(Collected data entries)
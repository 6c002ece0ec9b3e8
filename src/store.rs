//! SQLite persistence for crawled articles.
//!
//! Everything lands in one flat table:
//!
//! ```sql
//! CREATE TABLE News (id INTEGER PRIMARY KEY, date TEXT, title TEXT, url TEXT, content TEXT)
//! ```
//!
//! There is no uniqueness constraint. Crawling the same page twice stores its
//! articles twice.

use std::path::{Path, PathBuf};

use sqlx::sqlite::{SqliteConnectOptions, SqlitePool, SqlitePoolOptions};
use tracing::{debug, info, instrument};

use crate::error::Result;
use crate::models::ArticleRecord;
use crate::utils::ensure_parent_dir;

const CREATE_NEWS_TABLE: &str = r#"
    CREATE TABLE IF NOT EXISTS News (
        id INTEGER PRIMARY KEY,
        date TEXT,
        title TEXT,
        url TEXT,
        content TEXT
    )
"#;

const INSERT_ARTICLE: &str = "INSERT INTO News (date, title, url, content) VALUES (?, ?, ?, ?)";

/// Destination for the records of one crawled page.
pub trait ArticleSink {
    /// Persist a page's records atomically.
    async fn append(&self, records: &[ArticleRecord]) -> Result<()>;
}

/// Single-writer handle on the articles database.
#[derive(Debug, Clone)]
pub struct ArticleStore {
    pool: SqlitePool,
    path: PathBuf,
}

impl ArticleStore {
    /// Open (creating if needed) the database file at `path`.
    #[instrument(level = "info", skip_all, fields(path = %path.as_ref().display()))]
    pub async fn open(path: impl AsRef<Path>) -> Result<Self> {
        let path = path.as_ref().to_path_buf();
        ensure_parent_dir(&path).await?;

        let options = SqliteConnectOptions::new()
            .filename(&path)
            .create_if_missing(true);
        let pool = SqlitePoolOptions::new()
            .max_connections(1)
            .connect_with(options)
            .await?;

        info!("Opened article store");
        Ok(Self { pool, path })
    }

    pub fn path(&self) -> &Path {
        &self.path
    }

    /// Create the `News` table if it does not exist yet.
    pub async fn ensure_schema(&self) -> Result<()> {
        sqlx::query(CREATE_NEWS_TABLE).execute(&self.pool).await?;
        debug!("Schema ready");
        Ok(())
    }

    /// Number of stored rows.
    pub async fn count(&self) -> Result<i64> {
        let n = sqlx::query_scalar::<_, i64>("SELECT COUNT(*) FROM News")
            .fetch_one(&self.pool)
            .await?;
        Ok(n)
    }
}

impl ArticleSink for ArticleStore {
    #[instrument(level = "debug", skip_all, fields(count = records.len()))]
    async fn append(&self, records: &[ArticleRecord]) -> Result<()> {
        let mut tx = self.pool.begin().await?;
        for record in records {
            sqlx::query(INSERT_ARTICLE)
                .bind(record.date_column())
                .bind(&record.title)
                .bind(&record.url)
                .bind(&record.text)
                .execute(&mut *tx)
                .await?;
        }
        tx.commit().await?;
        debug!("Committed records");
        Ok(())
    }
}

#[cfg(test)]
mod tests {
    use super::*;
    use chrono::NaiveDate;
    use tempfile::tempdir;

    fn record(title: &str, url: &str, text: &str) -> ArticleRecord {
        ArticleRecord {
            title: title.to_string(),
            date: NaiveDate::from_ymd_opt(2024, 3, 14).unwrap(),
            url: url.to_string(),
            text: text.to_string(),
        }
    }

    async fn open_temp() -> (tempfile::TempDir, ArticleStore) {
        let dir = tempdir().unwrap();
        let store = ArticleStore::open(dir.path().join("data/news.db")).await.unwrap();
        store.ensure_schema().await.unwrap();
        (dir, store)
    }

    #[tokio::test]
    async fn test_open_creates_file_and_parent_dir() {
        let (dir, store) = open_temp().await;
        assert!(dir.path().join("data/news.db").is_file());
        assert_eq!(store.path(), dir.path().join("data/news.db"));
    }

    #[tokio::test]
    async fn test_ensure_schema_is_idempotent() {
        let (_dir, store) = open_temp().await;
        store.ensure_schema().await.unwrap();
        store.ensure_schema().await.unwrap();
        assert_eq!(store.count().await.unwrap(), 0);
    }

    #[tokio::test]
    async fn test_schema_columns() {
        let (_dir, store) = open_temp().await;
        let columns: Vec<(String, String)> =
            sqlx::query_as("SELECT name, type FROM pragma_table_info('News') ORDER BY cid")
                .fetch_all(&store.pool)
                .await
                .unwrap();

        let expected = [
            ("id", "INTEGER"),
            ("date", "TEXT"),
            ("title", "TEXT"),
            ("url", "TEXT"),
            ("content", "TEXT"),
        ];
        assert_eq!(columns.len(), expected.len());
        for ((name, ty), (want_name, want_ty)) in columns.iter().zip(expected) {
            assert_eq!(name, want_name);
            assert_eq!(ty, want_ty);
        }
    }

    #[tokio::test]
    async fn test_append_writes_each_field_to_its_column() {
        let (_dir, store) = open_temp().await;
        store
            .append(&[record("Заголовок", "https://iz.ru/1", "A.B.C.")])
            .await
            .unwrap();

        let row: (i64, String, String, String, String) =
            sqlx::query_as("SELECT id, date, title, url, content FROM News")
                .fetch_one(&store.pool)
                .await
                .unwrap();
        assert_eq!(row.0, 1);
        assert_eq!(row.1, "2024-03-14");
        assert_eq!(row.2, "Заголовок");
        assert_eq!(row.3, "https://iz.ru/1");
        assert_eq!(row.4, "A.B.C.");
    }

    #[tokio::test]
    async fn test_append_keeps_duplicates() {
        let (_dir, store) = open_temp().await;
        let batch = [record("a", "https://iz.ru/1", ""), record("b", "https://iz.ru/2", "x")];

        store.append(&batch).await.unwrap();
        store.append(&batch).await.unwrap();

        assert_eq!(store.count().await.unwrap(), 4);
    }

    #[tokio::test]
    async fn test_append_empty_batch() {
        let (_dir, store) = open_temp().await;
        store.append(&[]).await.unwrap();
        assert_eq!(store.count().await.unwrap(), 0);
    }

    #[tokio::test]
    async fn test_reopen_keeps_rows() {
        let dir = tempdir().unwrap();
        let path = dir.path().join("news.db");
        {
            let store = ArticleStore::open(&path).await.unwrap();
            store.ensure_schema().await.unwrap();
            store.append(&[record("a", "https://iz.ru/1", "")]).await.unwrap();
            store.pool.close().await;
        }
        let store = ArticleStore::open(&path).await.unwrap();
        store.ensure_schema().await.unwrap();
        assert_eq!(store.count().await.unwrap(), 1);
    }
}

- _YOUR GOAL_
Retype the entries above exactly, but only from the line containing "let path = path.as_ref().to_path_buf();" through the line containing "use chrono::NaiveDate;", both included.

- _SOLUTION_
        let path = path.as_ref().to_path_buf();
        ensure_parent_dir(&path).await?;

        let options = SqliteConnectOptions::new()
            .filename(&path)
            .create_if_missing(true);
        let pool = SqlitePoolOptions::new()
            .max_connections(1)
            .connect_with(options)
            .await?;

        info!("Opened article store");
        Ok(Self { pool, path })
    }

    pub fn path(&self) -> &Path {
        &self.path
    }

    /// Create the `News` table if it does not exist yet.
    pub async fn ensure_schema(&self) -> Result<()> {
        sqlx::query(CREATE_NEWS_TABLE).execute(&self.pool).await?;
        debug!("Schema ready");
        Ok(())
    }

    /// Number of stored rows.
    pub async fn count(&self) -> Result<i64> {
        let n = sqlx::query_scalar::<_, i64>("SELECT COUNT(*) FROM News")
            .fetch_one(&self.pool)
            .await?;
        Ok(n)
    }
}

impl ArticleSink for ArticleStore {
    #[instrument(level = "debug", skip_all, fields(count = records.len()))]
    async fn append(&self, records: &[ArticleRecord]) -> Result<()> {
        let mut tx = self.pool.begin().await?;
        for record in records {
            sqlx::query(INSERT_ARTICLE)
                .bind(record.date_column())
                .bind(&record.title)
                .bind(&record.url)
                .bind(&record.text)
                .execute(&mut *tx)
                .await?;
        }
        tx.commit().await?;
        debug!("Committed records");
        Ok(())
    }
}

#[cfg(test)]
mod tests {
    use super::*;
    use chrono::NaiveDate;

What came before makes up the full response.